A rich guy with lots of income has three choices, consumption, savings/investment, and charity. Let’s dispose of charity quickly [...] the real money here is obviously in the consumption/investment categories. You can redistribute consumption from the top 1% and give it to average Americans working in a car factory, or a Walmart. But it’s an illusion to think you can redistribute investment from the top 1%, so that average Americans can have a higher living standard. Where do people think the car factory comes from? Or the Walmart building? BTW, this has nothing to do with trickle-down economics, a theory I reject. This is simple accounting. Money put into investment projects isn’t available to boost living standards for the lower classes, unless you don’t do those investment projects.

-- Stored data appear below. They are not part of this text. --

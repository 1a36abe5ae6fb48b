//! Request/response shapes for the RAGFlow completion API.

use serde::{Deserialize, Serialize};

/// Body of a completion request.
#[derive(Debug, Serialize)]
pub struct CompletionRequest<'a> {
    pub question: &'a str,
    pub conversation_id: &'a str,
    pub stream: bool,
}

/// Response envelope: `code` is zero on success.
#[derive(Debug, Deserialize)]
pub struct CompletionResponse {
    pub code: i32,
    #[serde(default)]
    pub message: Option<String>,
    #[serde(default)]
    pub data: Option<CompletionData>,
}

/// Payload of a successful completion.
#[derive(Debug, Deserialize)]
pub struct CompletionData {
    pub answer: String,
}

#[cfg(test)]
mod tests {
    use super::*;

    #[test]
    fn test_request_shape() {
        let request = CompletionRequest {
            question: "What is WAL mode?",
            conversation_id: "42",
            stream: false,
        };
        let json = serde_json::to_value(&request).unwrap();
        assert_eq!(json["question"], "What is WAL mode?");
        assert_eq!(json["conversation_id"], "42");
        assert_eq!(json["stream"], false);
    }

    #[test]
    fn test_success_response_parses() {
        let body = r#"{"code": 0, "data": {"answer": "WAL is write-ahead logging. [Citation: Document A, Page 1]"}}"#;
        let parsed: CompletionResponse = serde_json::from_str(body).unwrap();
        assert_eq!(parsed.code, 0);
        assert!(parsed.data.unwrap().answer.contains("[Citation:"));
    }

    #[test]
    fn test_error_response_parses_without_data() {
        let body = r#"{"code": 102, "message": "dataset not found"}"#;
        let parsed: CompletionResponse = serde_json::from_str(body).unwrap();
        assert_eq!(parsed.code, 102);
        assert_eq!(parsed.message.as_deref(), Some("dataset not found"));
        assert!(parsed.data.is_none());
    }
}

So what’s available to be redistributed? Basically consumption (including a modest amount of vanity charity.) And that’s it. Now come back to me with the consumption distribution data, and let’s see what that looks like. I predict that consumption inequality is far lower than income inequality. And that consumption inequality is rising at a far slower rate than income inequality. I’m not saying there’s no problem, but it’s way smaller than the progressives imagine, as the data they use is pure nonsense. Consumption inequality is economic inequality. Income inequality is . . . well it’s meaningless gobbletygoop.
Amen. Just ... yes.

Money is what you have between giving up resources someone else values and getting some resources you value. I care how much stuff people get to have, not how much money.

The more I think about these sorts of issues, the more I conclude that we should have no income taxation at all and shift to all consumption taxes. Sumner says something similar in this post, but also says he would like some payroll taxes. Why is this? Is it as a tax on businesses consuming labor inputs? Don't we have incidence issues to deal with?

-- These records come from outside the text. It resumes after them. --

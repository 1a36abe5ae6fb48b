//! Authentication service: login, registration, token verification.
//!
//! `AuthService` coordinates the user repository, the credential
//! hasher, and the token issuer. Identity is resolved once at the
//! request boundary and threaded explicitly into the handlers; nothing
//! here reads ambient security state.

use chrono::Utc;
use tracing::{debug, info};
use uuid::Uuid;

use ragrelay_types::error::{AuthError, RepositoryError};
use ragrelay_types::identity::{TokenClaims, User, UserRole};

use crate::identity::repository::UserRepository;

/// Trait for password hashing and verification.
///
/// The concrete argon2id implementation lives in ragrelay-infra.
pub trait CredentialHasher: Send + Sync {
    /// Hash a plaintext password into a PHC-format string.
    fn hash(&self, password: &str) -> Result<String, AuthError>;

    /// Verify a plaintext password against a stored hash.
    fn verify(&self, password: &str, hash: &str) -> Result<bool, AuthError>;
}

/// Trait for bearer token issuance and verification.
///
/// The concrete HMAC-SHA256 signer lives in ragrelay-infra.
pub trait TokenIssuer: Send + Sync {
    /// Issue a signed token for the given username.
    fn issue(&self, username: &str) -> Result<String, AuthError>;

    /// Verify a token and return its claims.
    ///
    /// Fails with [`AuthError::InvalidToken`] on a bad signature,
    /// malformed payload, or expired token.
    fn verify(&self, token: &str) -> Result<TokenClaims, AuthError>;
}

/// Orchestrates login, registration, and token-based authentication.
pub struct AuthService<U: UserRepository, H: CredentialHasher, T: TokenIssuer> {
    users: U,
    hasher: H,
    tokens: T,
}

impl<U: UserRepository, H: CredentialHasher, T: TokenIssuer> AuthService<U, H, T> {
    /// Create a new auth service.
    pub fn new(users: U, hasher: H, tokens: T) -> Self {
        Self {
            users,
            hasher,
            tokens,
        }
    }

    /// Verify credentials and issue a bearer token.
    ///
    /// An unknown username and a wrong password both fail with the same
    /// [`AuthError::InvalidCredentials`]; the specific cause is never
    /// surfaced to the client.
    pub async fn login(&self, username: &str, password: &str) -> Result<String, AuthError> {
        let Some(user) = self.users.get_by_username(username).await? else {
            debug!(username, "login for unknown username");
            return Err(AuthError::InvalidCredentials);
        };

        if !self.hasher.verify(password, &user.password_hash)? {
            debug!(username, "login with wrong password");
            return Err(AuthError::InvalidCredentials);
        }

        let token = self.tokens.issue(&user.username)?;
        info!(username, "login succeeded");
        Ok(token)
    }

    /// Register a new user.
    ///
    /// Uniqueness is enforced by a single insert-or-fail against the
    /// storage layer's UNIQUE constraint; a duplicate username fails
    /// with [`AuthError::UsernameTaken`].
    pub async fn register(
        &self,
        username: &str,
        password: &str,
        roles: Vec<UserRole>,
    ) -> Result<User, AuthError> {
        if username.trim().is_empty() {
            return Err(AuthError::InvalidInput(
                "username must not be empty".to_string(),
            ));
        }
        if password.is_empty() {
            return Err(AuthError::InvalidInput(
                "password must not be empty".to_string(),
            ));
        }

        let roles = if roles.is_empty() {
            vec![UserRole::User]
        } else {
            roles
        };

        let user = User {
            id: Uuid::now_v7(),
            username: username.to_string(),
            password_hash: self.hasher.hash(password)?,
            roles,
            created_at: Utc::now(),
        };

        match self.users.create_user(&user).await {
            Ok(()) => {
                info!(username, "user registered");
                Ok(user)
            }
            Err(RepositoryError::Conflict(_)) => {
                Err(AuthError::UsernameTaken(username.to_string()))
            }
            Err(e) => Err(e.into()),
        }
    }

    /// Resolve a bearer token to its user.
    ///
    /// Used by the request-boundary extractor; the resulting identity
    /// is passed explicitly into the orchestrator.
    pub async fn authenticate(&self, token: &str) -> Result<User, AuthError> {
        let claims = self.tokens.verify(token)?;
        self.users
            .get_by_username(&claims.sub)
            .await?
            .ok_or(AuthError::InvalidToken)
    }
}

#[cfg(test)]
mod tests {
    use super::*;

    use std::sync::Mutex;

    #[derive(Default)]
    struct MemoryUsers {
        users: Mutex<Vec<User>>,
    }

    impl UserRepository for MemoryUsers {
        async fn create_user(&self, user: &User) -> Result<(), RepositoryError> {
            let mut users = self.users.lock().unwrap();
            if users.iter().any(|u| u.username == user.username) {
                return Err(RepositoryError::Conflict(format!(
                    "username '{}' already exists",
                    user.username
                )));
            }
            users.push(user.clone());
            Ok(())
        }

        async fn get_by_username(&self, username: &str) -> Result<Option<User>, RepositoryError> {
            Ok(self
                .users
                .lock()
                .unwrap()
                .iter()
                .find(|u| u.username == username)
                .cloned())
        }
    }

    /// Trivial reversible "hash" for tests.
    struct PlainHasher;

    impl CredentialHasher for PlainHasher {
        fn hash(&self, password: &str) -> Result<String, AuthError> {
            Ok(format!("hashed:{password}"))
        }

        fn verify(&self, password: &str, hash: &str) -> Result<bool, AuthError> {
            Ok(hash == format!("hashed:{password}"))
        }
    }

    /// Token issuer that encodes the username verbatim.
    struct PlainTokens;

    impl TokenIssuer for PlainTokens {
        fn issue(&self, username: &str) -> Result<String, AuthError> {
            Ok(format!("token-for:{username}"))
        }

        fn verify(&self, token: &str) -> Result<TokenClaims, AuthError> {
            let sub = token
                .strip_prefix("token-for:")
                .ok_or(AuthError::InvalidToken)?;
            Ok(TokenClaims {
                sub: sub.to_string(),
                iat: 0,
                exp: i64::MAX,
            })
        }
    }

    fn service() -> AuthService<MemoryUsers, PlainHasher, PlainTokens> {
        AuthService::new(MemoryUsers::default(), PlainHasher, PlainTokens)
    }

    #[tokio::test]
    async fn test_register_then_login() {
        let svc = service();

        let user = svc.register("alice", "s3cret", Vec::new()).await.unwrap();
        assert_eq!(user.username, "alice");
        assert_eq!(user.roles, vec![UserRole::User]);
        assert_eq!(user.password_hash, "hashed:s3cret");

        let token = svc.login("alice", "s3cret").await.unwrap();
        assert_eq!(token, "token-for:alice");
    }

    #[tokio::test]
    async fn test_login_failures_share_one_error() {
        let svc = service();
        svc.register("alice", "s3cret", Vec::new()).await.unwrap();

        let unknown = svc.login("mallory", "s3cret").await.unwrap_err();
        let wrong = svc.login("alice", "wrong").await.unwrap_err();
        assert!(matches!(unknown, AuthError::InvalidCredentials));
        assert!(matches!(wrong, AuthError::InvalidCredentials));
    }

    #[tokio::test]
    async fn test_register_duplicate_username_conflicts() {
        let svc = service();
        svc.register("alice", "one", Vec::new()).await.unwrap();

        let err = svc.register("alice", "two", Vec::new()).await.unwrap_err();
        assert!(matches!(err, AuthError::UsernameTaken(name) if name == "alice"));

        // The second registration inserted nothing.
        assert_eq!(svc.users.users.lock().unwrap().len(), 1);
    }

    #[tokio::test]
    async fn test_register_rejects_empty_fields() {
        let svc = service();
        assert!(matches!(
            svc.register("", "pw", Vec::new()).await.unwrap_err(),
            AuthError::InvalidInput(_)
        ));
        assert!(matches!(
            svc.register("alice", "", Vec::new()).await.unwrap_err(),
            AuthError::InvalidInput(_)
        ));
    }

    #[tokio::test]
    async fn test_authenticate_resolves_user() {
        let svc = service();
        svc.register("alice", "s3cret", vec![UserRole::Admin])
            .await
            .unwrap();

        let user = svc.authenticate("token-for:alice").await.unwrap();
        assert_eq!(user.username, "alice");
        assert_eq!(user.roles, vec![UserRole::Admin]);

        assert!(matches!(
            svc.authenticate("garbage").await.unwrap_err(),
            AuthError::InvalidToken
        ));
        assert!(matches!(
            svc.authenticate("token-for:nobody").await.unwrap_err(),
            AuthError::InvalidToken
        ));
    }
}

Update: My "Amen" is to the "can redistribute consumption," not necessarily to the "should redistribute consumption."  The difference between income and consumption, and the greater importance of the latter, is a very, very, very valuable point.  The "should" stuff is more tenuous.  Not wrong, but unproven and beyond the scope of the current discussion.

That said, if we are going to have redistribution — and as long as we have nation states populated by people, we are — I would much rather have it be along the sorts of lines Sumner advocates than the absurd disaster we have now.

2 comments:

  1. I think he discusses a "payroll tax" in the (implied) context of converting our current income tax system over to a payroll tax system. A payroll tax would definitionally be applied only to wage income, not investment income, and thus it walls itself off into the realm of consumption tax as he defines it.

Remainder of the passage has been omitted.